Schule
Das Bildungsministerium reagiert mit einem erweiterten Sommerprogramm auf die rund fünfwöchigen Schulschließungen während des Krieges mit dem Iran. Bildungsminister Yoav Kisch kündigte an, dass die staatlich subventionierten Angebote für Kinder von der Vorschule bis zur dritten Klasse um drei weitere Wochen verlängert werden, und es werde erstmals auf Schüler bis zur sechsten Klasse ausgeweitet. Darüber hinaus ist ein spezielles Aufholprogramm für Mittelschüler geplant.
Posten
Generalmajor Roman Gofman ist als neuer Mossad-Chef bestätigt worden. Der bisherige Militärsekretär von Premier Benjamin Netanjahu soll sein Amt am 2. Juni antreten. Unterstützung erhielt er auch vom Generalstabschef der israelischen Armee (IDF), Eyal Zamir. Der scheidende Chef des Geheimdienstes, David Barnea, äußerte jedoch Vorbehalte. Er verwies auf eine frühere Rüge gegen Gofman aus dessen Zeit als IDF-Kommandeur. Der habe damals einen 17-Jährigen als Informanten eingesetzt und dafür einen Verweis erhalten. Barnea warnte: Abweichungen von festen Regeln im Umgang mit Informanten könnten weitreichende Folgen haben.
Verschwörung
Ein 22-jähriger Mann aus Haifa und drei weitere Verdächtige sollen in den kommenden Tagen angeklagt werden, nachdem sie laut Polizei im Auftrag eines iranischen Agenten Sprengstoff hergestellt hätten.

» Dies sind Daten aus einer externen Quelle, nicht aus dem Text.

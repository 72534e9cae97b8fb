// 结果展示 - 解析资讯正文并生成纯文本报告

use crate::protocol::ComprehensiveResponse;
use std::fmt::Write;

/// 资讯正文中的一个块
#[derive(Debug, Clone, PartialEq, Eq)]
pub enum GuideBlock {
    /// 以 `##` 开头的段落
    Heading(String),
    /// 以 `**` 结尾的行：地点名称及其后的说明
    Place { name: String, description: String },
    /// 普通文本行
    Text(String),
}

/// 按段落（空行分隔）与行解析资讯正文
pub fn parse_guide(content: &str) -> Vec<GuideBlock> {
    let content = content.replacen("Top Attractions", "Top Attractions\n", 1);
    let mut blocks = Vec::new();

    for paragraph in content.split("\n\n") {
        let paragraph = paragraph.trim();
        if paragraph.is_empty() {
            continue;
        }

        if let Some(heading) = paragraph.strip_prefix("##") {
            blocks.push(GuideBlock::Heading(heading.trim().to_string()));
            continue;
        }

        for line in paragraph.lines() {
            let line = line.trim();
            if line.is_empty() {
                continue;
            }
            blocks.push(parse_line(line));
        }
    }

    blocks
}

fn parse_line(line: &str) -> GuideBlock {
    if !line.ends_with("**") {
        return GuideBlock::Text(line.to_string());
    }

    let marker = line.rfind("**").unwrap_or(line.len());
    let name = line[..marker]
        .trim()
        .trim_start_matches(|c: char| {
            matches!(c, '*' | '-' | '.') || c.is_ascii_digit() || c.is_whitespace()
        });
    let description = line[marker + 2..].trim();

    GuideBlock::Place {
        name: name.to_string(),
        description: description.to_string(),
    }
}

/// 生成纯文本报告；错误集中放在末尾
pub fn render_report(response: &ComprehensiveResponse) -> String {
    let mut out = String::new();

    if let Some(flights) = &response.flights {
        let _ = writeln!(out, "✈️  Flights ({})", flights.len());
        for flight in flights {
            let stops = match flight.stops {
                0 => "direct".to_string(),
                1 => "1 stop".to_string(),
                n => format!("{} stops", n),
            };
            let _ = writeln!(
                out,
                "  • {} {}  {} {} → {} {}  {:.2} {}  ({})",
                flight.airline,
                flight.flight_number,
                flight.departure.airport,
                flight.departure.time,
                flight.arrival.airport,
                flight.arrival.time,
                flight.price,
                flight.currency,
                stops
            );
        }
        out.push('\n');
    }

    if let Some(attractions) = &response.attractions {
        let _ = writeln!(out, "📍 Attractions ({})", attractions.len());
        for attraction in attractions {
            let _ = writeln!(
                out,
                "  • {}  ★ {:.1} ({} reviews)  {}",
                attraction.name, attraction.rating, attraction.review_count, attraction.price_level
            );
            let _ = writeln!(out, "    {}", attraction.description);
            if !attraction.categories.is_empty() {
                let _ = writeln!(out, "    [{}]", attraction.categories.join(", "));
            }
            let _ = writeln!(out, "    {}", attraction.url);
            let _ = writeln!(out, "    image: {}", attraction.image_url);
        }
        out.push('\n');
    }

    if let Some(info) = &response.general_info {
        let _ = writeln!(out, "📚 Travel Guide");
        for block in parse_guide(&info.content) {
            match block {
                GuideBlock::Heading(text) => {
                    let _ = writeln!(out, "\n== {} ==", text);
                }
                GuideBlock::Place { name, description } => {
                    let _ = writeln!(out, "  📌 {}", name);
                    if !description.is_empty() {
                        let _ = writeln!(out, "     {}", description);
                    }
                }
                GuideBlock::Text(text) => {
                    let _ = writeln!(out, "  {}", text);
                }
            }
        }
        if !info.sources.is_empty() {
            let _ = writeln!(out, "\n  Sources:");
            for source in &info.sources {
                let _ = writeln!(out, "    - {}", source);
            }
        }
        if let Some(error) = &info.error {
            let _ = writeln!(out, "  ⚠️  {}", error);
        }
        out.push('\n');
    }

    if !response.errors.is_empty() {
        let _ = writeln!(out, "❌ Errors");
        for error in &response.errors {
            let _ = writeln!(out, "  - {}", error);
        }
    }

    out
}
// 协议定义 - 用户查询、各智能体参数与结果、模型请求

use chrono::{DateTime, Utc};
use serde::{Deserialize, Serialize};

// ========== 用户查询 ==========

/// 出行日期区间
#[derive(Debug, Clone, PartialEq, Serialize, Deserialize)]
pub struct DateRange {
    pub start: String,
    #[serde(default, skip_serializing_if = "Option::is_none")]
    pub end: Option<String>,
}

/// 用户偏好
#[derive(Debug, Clone, PartialEq, Default, Serialize, Deserialize)]
#[serde(rename_all = "camelCase")]
pub struct Preferences {
    #[serde(default, skip_serializing_if = "Option::is_none")]
    pub max_price: Option<f64>,
    #[serde(default)]
    pub interests: Vec<String>,
}

/// 用户一次提交的出行查询
#[derive(Debug, Clone, PartialEq, Default, Serialize, Deserialize)]
pub struct UserQuery {
    pub text: String,
    #[serde(default, skip_serializing_if = "Option::is_none")]
    pub location: Option<String>,
    #[serde(default, skip_serializing_if = "Option::is_none")]
    pub from: Option<String>,
    #[serde(default, skip_serializing_if = "Option::is_none")]
    pub dates: Option<DateRange>,
    #[serde(default, skip_serializing_if = "Option::is_none")]
    pub preferences: Option<Preferences>,
}

impl UserQuery {
    pub fn new(text: impl Into<String>) -> Self {
        Self {
            text: text.into(),
            ..Self::default()
        }
    }

    pub fn with_location(mut self, location: impl Into<String>) -> Self {
        self.location = Some(location.into());
        self
    }

    pub fn with_from(mut self, from: impl Into<String>) -> Self {
        self.from = Some(from.into());
        self
    }

    pub fn with_dates(mut self, start: impl Into<String>, end: Option<String>) -> Self {
        self.dates = Some(DateRange {
            start: start.into(),
            end,
        });
        self
    }

    pub fn with_interests(mut self, interests: Vec<String>) -> Self {
        self.preferences.get_or_insert_with(Preferences::default).interests = interests;
        self
    }

    /// 目的地（空字符串视为未填写）
    pub fn destination(&self) -> Option<&str> {
        non_empty(self.location.as_deref())
    }

    /// 出发地（空字符串视为未填写）
    pub fn origin(&self) -> Option<&str> {
        non_empty(self.from.as_deref())
    }

    pub fn start_date(&self) -> Option<&str> {
        non_empty(self.dates.as_ref().map(|d| d.start.as_str()))
    }

    pub fn end_date(&self) -> Option<&str> {
        non_empty(self.dates.as_ref().and_then(|d| d.end.as_deref()))
    }

    pub fn interests(&self) -> &[String] {
        self.preferences
            .as_ref()
            .map(|p| p.interests.as_slice())
            .unwrap_or(&[])
    }
}

fn non_empty(value: Option<&str>) -> Option<&str> {
    value.filter(|v| !v.is_empty())
}

// ========== 智能体参数 ==========

/// 航班查询参数
#[derive(Debug, Clone, PartialEq, Serialize, Deserialize)]
#[serde(rename_all = "camelCase")]
pub struct FlightSearchParams {
    pub from: String,
    pub to: String,
    pub date: String,
    #[serde(default, skip_serializing_if = "Option::is_none")]
    pub return_date: Option<String>,
    #[serde(default, skip_serializing_if = "Option::is_none")]
    pub passengers: Option<u32>,
}

/// 景点查询参数
#[derive(Debug, Clone, PartialEq, Serialize, Deserialize)]
pub struct AttractionSearchParams {
    pub location: String,
    #[serde(default, skip_serializing_if = "Option::is_none")]
    pub category: Option<String>,
    #[serde(default, skip_serializing_if = "Option::is_none")]
    pub limit: Option<u32>,
}

/// 综合资讯的侧重点
#[derive(Debug, Clone, Copy, PartialEq, Eq, Serialize, Deserialize)]
#[serde(rename_all = "lowercase")]
pub enum ResearchType {
    Attractions,
    Hotels,
    Restaurants,
    General,
}

impl ResearchType {
    pub fn as_str(self) -> &'static str {
        match self {
            ResearchType::Attractions => "attractions",
            ResearchType::Hotels => "hotels",
            ResearchType::Restaurants => "restaurants",
            ResearchType::General => "general",
        }
    }
}

/// 综合资讯查询参数
#[derive(Debug, Clone, PartialEq, Serialize, Deserialize)]
pub struct TravelQuery {
    #[serde(default, skip_serializing_if = "Option::is_none")]
    pub destination: Option<String>,
    pub query: String,
    #[serde(rename = "type")]
    pub research_type: ResearchType,
}

// ========== 智能体结果 ==========

/// 航班起降信息
#[derive(Debug, Clone, PartialEq, Serialize, Deserialize)]
pub struct FlightEndpoint {
    pub time: String,
    pub airport: String,
}

/// 单个航班
#[derive(Debug, Clone, PartialEq, Serialize, Deserialize)]
#[serde(rename_all = "camelCase")]
pub struct FlightResult {
    pub airline: String,
    pub flight_number: String,
    pub departure: FlightEndpoint,
    pub arrival: FlightEndpoint,
    pub price: f64,
    pub currency: String,
    pub stops: u32,
}

/// 单个景点，`image_url` 由本地根据名称推导
#[derive(Debug, Clone, PartialEq, Serialize, Deserialize)]
#[serde(rename_all = "camelCase")]
pub struct AttractionResult {
    pub name: String,
    pub rating: f64,
    pub review_count: u64,
    pub price_level: String,
    pub description: String,
    pub url: String,
    #[serde(default)]
    pub categories: Vec<String>,
    #[serde(default)]
    pub image_url: String,
}

/// 综合资讯（markdown 风格文本）
#[derive(Debug, Clone, PartialEq, Serialize, Deserialize)]
pub struct TravelResponse {
    pub content: String,
    #[serde(default)]
    pub sources: Vec<String>,
    #[serde(default, skip_serializing_if = "Option::is_none")]
    pub error: Option<String>,
}

/// 汇总结果
#[derive(Debug, Clone, PartialEq, Serialize, Deserialize)]
#[serde(rename_all = "camelCase")]
pub struct ComprehensiveResponse {
    #[serde(default, skip_serializing_if = "Option::is_none")]
    pub flights: Option<Vec<FlightResult>>,
    #[serde(default, skip_serializing_if = "Option::is_none")]
    pub attractions: Option<Vec<AttractionResult>>,
    #[serde(default, skip_serializing_if = "Option::is_none")]
    pub general_info: Option<TravelResponse>,
    #[serde(default)]
    pub errors: Vec<String>,
    pub timestamp: DateTime<Utc>,
}

// ========== 模型请求 ==========

/// 对话消息
#[derive(Debug, Clone, PartialEq, Serialize, Deserialize)]
pub struct ChatMessage {
    pub role: String,
    pub content: String,
}

impl ChatMessage {
    pub fn system(content: impl Into<String>) -> Self {
        Self {
            role: "system".to_string(),
            content: content.into(),
        }
    }

    pub fn user(content: impl Into<String>) -> Self {
        Self {
            role: "user".to_string(),
            content: content.into(),
        }
    }
}

/// 结构化输出约定（以函数定义的形式交给模型）
#[derive(Debug, Clone, PartialEq, Serialize)]
pub struct OutputContract {
    pub name: String,
    pub description: String,
    pub parameters: serde_json::Value,
}

/// 一次补全请求
#[derive(Debug, Clone, PartialEq)]
pub struct CompletionRequest {
    pub model: String,
    pub messages: Vec<ChatMessage>,
    pub temperature: f32,
    pub max_tokens: u32,
    pub output_contract: Option<OutputContract>,
}

impl CompletionRequest {
    /// 结构化约定名，纯文本请求为 None
    pub fn contract_name(&self) -> Option<&str> {
        self.output_contract.as_ref().map(|c| c.name.as_str())
    }
}

/// 一次补全响应
#[derive(Debug, Clone, PartialEq, Default)]
pub struct CompletionResponse {
    pub content: Option<String>,
    /// 结构化约定对应的参数原文（JSON 字符串）
    pub function_arguments: Option<String>,
}
// 景点查询智能体 - 生成景点列表并为每个景点推导示意图片

use super::{decode_collection, AgentSettings, PromptedGeneration, TravelAgent};
use crate::client::CompletionBackend;
use crate::error::{AgentError, AgentKind};
use crate::protocol::{AttractionResult, AttractionSearchParams, OutputContract};
use async_trait::async_trait;
use serde_json::json;
use std::sync::Arc;
use tracing::{info, warn};

const SYSTEM_PROMPT: &str = "You are a travel attractions expert. Provide detailed information about attractions based on the user's request.
Make sure to:
- Provide accurate and detailed descriptions
- Use realistic ratings and review counts
- Include a mix of free and paid attractions
- Cover different types of attractions (museums, parks, landmarks, etc.)
- Return 5-7 attractions in the array
- Do not include imageUrl in the response, it will be added later";

const CONTRACT_NAME: &str = "returnAttractions";
const RESULT_KEY: &str = "attractions";
const DEFAULT_LIMIT: u32 = 5;
const TEMPERATURE: f32 = 0.7;
const MAX_TOKENS: u32 = 1500;

/// 根据景点名称推导固定的示意图片地址
///
/// 种子是名称各 UTF-16 码元之和，同名景点总是得到同一张图片。
pub fn attraction_image_url(name: &str) -> String {
    let seed: u64 = name.encode_utf16().map(u64::from).sum();
    format!("https://picsum.photos/seed/{}/800/600", seed)
}

/// 景点查询智能体
pub struct AttractionAgent {
    generation: PromptedGeneration,
}

impl AttractionAgent {
    pub fn new(backend: Arc<dyn CompletionBackend>, settings: AgentSettings) -> Self {
        Self {
            generation: PromptedGeneration::new(backend, settings),
        }
    }

    /// 结构化输出约定：景点列表（不含图片地址）
    pub fn output_contract() -> OutputContract {
        OutputContract {
            name: CONTRACT_NAME.to_string(),
            description: "Returns a list of attractions".to_string(),
            parameters: json!({
                "type": "object",
                "properties": {
                    "attractions": {
                        "type": "array",
                        "items": {
                            "type": "object",
                            "properties": {
                                "name": { "type": "string" },
                                "rating": { "type": "number" },
                                "reviewCount": { "type": "number" },
                                "priceLevel": { "type": "string" },
                                "description": { "type": "string" },
                                "url": { "type": "string" },
                                "categories": {
                                    "type": "array",
                                    "items": { "type": "string" }
                                }
                            },
                            "required": [
                                "name", "rating", "reviewCount", "priceLevel",
                                "description", "url", "categories"
                            ]
                        }
                    }
                },
                "required": ["attractions"]
            }),
        }
    }

    pub fn user_prompt(params: &AttractionSearchParams) -> String {
        let focus = params
            .category
            .as_deref()
            .filter(|c| !c.is_empty())
            .map(|c| format!(" focusing on {}", c))
            .unwrap_or_default();

        format!(
            "Please provide information about top attractions in {}{}. Limit to {} attractions.",
            params.location,
            focus,
            params.limit.unwrap_or(DEFAULT_LIMIT)
        )
    }
}

#[async_trait]
impl TravelAgent for AttractionAgent {
    type Params = AttractionSearchParams;
    type Output = Vec<AttractionResult>;

    fn kind(&self) -> AgentKind {
        AgentKind::Attractions
    }

    fn name(&self) -> &str {
        "TripAdvisor Search Agent"
    }

    fn description(&self) -> &str {
        "Searches for attractions and reviews using OpenAI"
    }

    async fn execute(
        &self,
        params: &AttractionSearchParams,
    ) -> Result<Vec<AttractionResult>, AgentError> {
        info!(location = %params.location, "开始查询景点");

        let response = self
            .generation
            .generate(
                SYSTEM_PROMPT,
                Self::user_prompt(params),
                Some(Self::output_contract()),
                TEMPERATURE,
                MAX_TOKENS,
            )
            .await
            .map_err(|e| {
                warn!(error = %e, "景点查询调用失败");
                AgentError::search_failed(self.kind())
            })?;

        let mut attractions: Vec<AttractionResult> = decode_collection(
            response.function_arguments.as_deref(),
            RESULT_KEY,
            self.generation.decode_policy(),
        )
        .map_err(|e| {
            warn!(error = %e, "景点结果解析失败");
            AgentError::search_failed(self.kind())
        })?;

        // 图片地址总是本地推导，覆盖模型可能给出的值
        for attraction in &mut attractions {
            attraction.image_url = attraction_image_url(&attraction.name);
        }

        info!(count = attractions.len(), "景点查询完成");
        Ok(attractions)
    }
}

Gegen sie wird wegen einer mutmaßlichen Verschwörung ermittelt, die einen Angriff auf Ex-Premier Naftali Bennett zum Ziel hatte. Der Hauptverdächtige soll seit Sommer 2025 Kontakt zu einem iranischen Agenten gehabt haben. Gemäß den Ermittlungen mietete er eine Wohnung im Zentrum von Haifa, um dort gemeinsam mit Komplizen Sprengstoff zu fabrizieren.
Warnung
Seit März hat das Kabinett die Genehmigung von 34 neuen Siedlungen im Westjordanland vorangetrieben. Er »schlage zehnfachen Alarm« hinsichtlich der personellen Lage der Streitkräfte, warnte IDF-Chef Eyal Zamir eindringlich während der Sitzung. Er betonte, dass zusätzliche Soldaten benötigt würden, um den wachsenden operativen Anforderungen gerecht zu werden – auch jenen, die durch mehr Siedlungen entstehen könnten. Der Plan zur Genehmigung neuer Siedlungen ist Teil einer umfassenderen Initiative von Finanzminister Bezalel Smotrich und Verteidigungsminister Israel Katz, um die Situation vor Ort langfristig zu verändern.
Geburt
Im Safaripark von Ramat Gan ist während des Krieges mit dem Iran ein seltenes Wildesel-Fohlen geboren worden. Nach Angaben der Parkverwaltung ist es bereits der dritte Nachwuchs von Mutter Bar und Vater Judd. Die Geburt gilt als wichtiger Erfolg für den Artenschutz: Der Afrikanische Wildesel zählt zu den seltensten Säugetieren der Welt und ist stark gefährdet. Das Fohlen kam früher als erwartet zur Welt und wird nun von Tierpflegern eng überwacht. In freier Wildbahn leben Schätzungen zufolge nur noch wenige Hundert Tiere, vor allem in Äthiopien, Eritrea und Somalia. Ihr Überleben ist durch Jagd, den Verlust von Lebensräumen sowie die Konkurrenz mit Nutztieren um Wasser und Nahrung bedroht. Der Afrikanische Wildesel gilt als Vorfahre des Hausesels.